The FDA has agreed to reconsider a previously rejected gene therapy for Hunter syndrome developed by Regenxbio, signaling a shift toward greater flexibility in how rare-disease treatments are evaluated, The Wall Street Journal reports.
The therapy, designed for a very small patient population, was initially turned down because regulators raised concerns about the clinical trial design, including the absence of a placebo-controlled study and limited patient numbers.
The treatment was tested in roughly a dozen patients, all of whom received the therapy rather than being split into treatment and control groups. This made it difficult for regulators to compare outcomes against an untreated baseline. Despite these limitations, the company has continued to collect long-term follow-up data showing potential clinical benefits in treated patients.

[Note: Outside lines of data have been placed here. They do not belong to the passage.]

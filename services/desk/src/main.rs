use anyhow::Result;
use clap::Parser;
use common::AppConfig;
use common::telemetry::init_tracing;
use std::process;
use tracing::info;

mod cli;
mod commands;
mod context;
mod output;
mod router;

use cli::Cli;
use context::AppContext;

#[tokio::main]
async fn main() {
    init_tracing();

    let cli = Cli::parse();

    if let Err(error) = run(cli).await {
        eprintln!("{error:#}");
        process::exit(1);
    }
}

async fn run(cli: Cli) -> Result<()> {
    let config = AppConfig::load(cli.config.as_deref())?;
    let ctx = AppContext::new(config)?;

    info!("Opening {}", cli.command.route());
    commands::run(&ctx, cli.command).await
}
//! Identity provider seam over the platform's session API

use async_trait::async_trait;
use common::PlatformClient;
use common::PlatformResult;
use common::identity::{AuthSession, AuthUser};
use mockall::automock;

/// Credential exchange with the identity service
#[automock]
#[async_trait]
pub trait IdentityProvider: Send + Sync {
    async fn sign_up(&self, email: &str, password: &str) -> PlatformResult<AuthUser>;

    async fn sign_in(&self, email: &str, password: &str) -> PlatformResult<AuthSession>;

    async fn refresh(&self, refresh_token: &str) -> PlatformResult<AuthSession>;

    async fn sign_out(&self, access_token: &str) -> PlatformResult<()>;

    /// Authenticate subsequent data requests as this session (or anonymously)
    fn set_access_token(&self, token: Option<String>);
}

/// `IdentityProvider` backed by the platform client
///
/// The client is shared with the repositories, so switching its access token
/// here changes which account row-level security evaluates.
#[derive(Clone, Debug)]
pub struct PlatformIdentity {
    client: PlatformClient,
}

impl PlatformIdentity {
    pub fn new(client: PlatformClient) -> Self {
        Self { client }
    }
}

#[async_trait]
impl IdentityProvider for PlatformIdentity {
    async fn sign_up(&self, email: &str, password: &str) -> PlatformResult<AuthUser> {
        self.client.sign_up(email, password).await
    }

    async fn sign_in(&self, email: &str, password: &str) -> PlatformResult<AuthSession> {
        self.client.sign_in_with_password(email, password).await
    }

    async fn refresh(&self, refresh_token: &str) -> PlatformResult<AuthSession> {
        self.client.refresh_session(refresh_token).await
    }

    async fn sign_out(&self, access_token: &str) -> PlatformResult<()> {
        self.client.sign_out(access_token).await
    }

    fn set_access_token(&self, token: Option<String>) {
        self.client.set_access_token(token);
    }
}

Under the revised approach, the FDA is now open to reviewing the existing dataset rather than requiring a new randomized trial or additional patient enrollment. This is significant because ultra-rare diseases often make large, traditional trials impractical or ethically challenging, given how few patients exist worldwide.
The change does not guarantee approval, but it gives the developer a clearer path to resubmit the application under expedited review. It also reflects a broader trend in which regulators are reassessing evidentiary standards for gene therapies targeting extremely rare conditions, balancing scientific rigor with the realities of small patient populations.